More information on the detailed process of developing GBD estimates is available in the resource materials published by IHME, which describe the various stages of estimating causes of death, DALYs, risk factors and others (http://www.healthdata.org/acting-on-data) and (http://ghdx.healthdata.org/gbd-2017/code). The results, data sources and a description of the methods used, updates and improvements with each edition of the study are also published in a special issue of LANCET (https://www.thelancet.com/gbd) as extensive supplements.

 

Why is GDB worth promoting in Poland?

 

Decisions made in healthcare in Poland are based on analyses whose main sources are statistical and reporting systems operating to collect and process health data on the Polish population. The presented picture of the health status of the population is based on possibly all available data coming mainly from routine information systems, which, among others, include death statistics, data on reporting infectious diseases or medical records kept by institutes.

Most of these systems operate under the Statistical Survey Programme of Public Statistics approved annually by the Prime Minister. The existing information systems in the country are clearly insufficient for proper monitoring and in-depth assessment of the health status of the whole population and its threats. In the current description of the epidemiological situation of the population, there is a paucity of good information about less severe health conditions not leading to hospitalisation or death and not belonging to the relatively small group of diseases covered by special records or compulsory reporting. Another problem in assessing the epidemiological situation in Poland is the presence of a significant fraction of misclassified causes of death.

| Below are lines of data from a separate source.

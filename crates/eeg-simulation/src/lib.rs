//! EEG-Simulation: simulated headband and scripted device links
//!
//! Provides realistic EEG signal simulation for development, demos and tests.

pub mod eeg_simulator;
pub mod headband;
pub mod scripted;
pub mod signal_patterns;

pub use eeg_simulator::*;
pub use headband::*;
pub use scripted::*;
pub use signal_patterns::*;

In 2016, according to analyses by the National Institute of Public Health – National Institute of Hygiene, the third most significant group of causes of death in Poland was inaccurately classified, i.e. the cause of death included a description of symptoms, referred to abnormal laboratory test results and was inaccurately classified or simply unknown (ICD-10 R00-R99). The above applied to one in thirteen deaths and was characterised by a large variation among voivodships. To improve the data that currently describe the health of Poles, it was necessary to implement a tool that would allow eliminating the main factors influencing the distortion of the true epidemiological picture of the country. Analyses of the Global Burden of Disease Study are a tool that makes it possible. Thanks to the applied methodology of the GBD study, it is possible to learn a precisely defined distribution of causes of diseases, risk factors, in relation to Poland and voivodships, for different age groups and sexes. Accurate information on the health status of the population is the basis for taking effective health actions and promoting appropriate attitudes. The GBD methodology has been applied to many health programmes and health policy documents in many countries around the world. In 2019, following their example, GBD analyses enriched the scope of the new Maps of Health Needs, describing the health situation of Poles between 1998 and 2018.

 

Examples of documents based on GBD:

  1. The Global Burden of Disease, Generating Evidence, Guiding Policy in Kenya.
  2. A Strategy for Good Mental Health (2017–2022): Managing All Aspects of Life, Norway.
  3. Action Plan for Cardiovascular Disease Prevention, 2017 to 2018, England.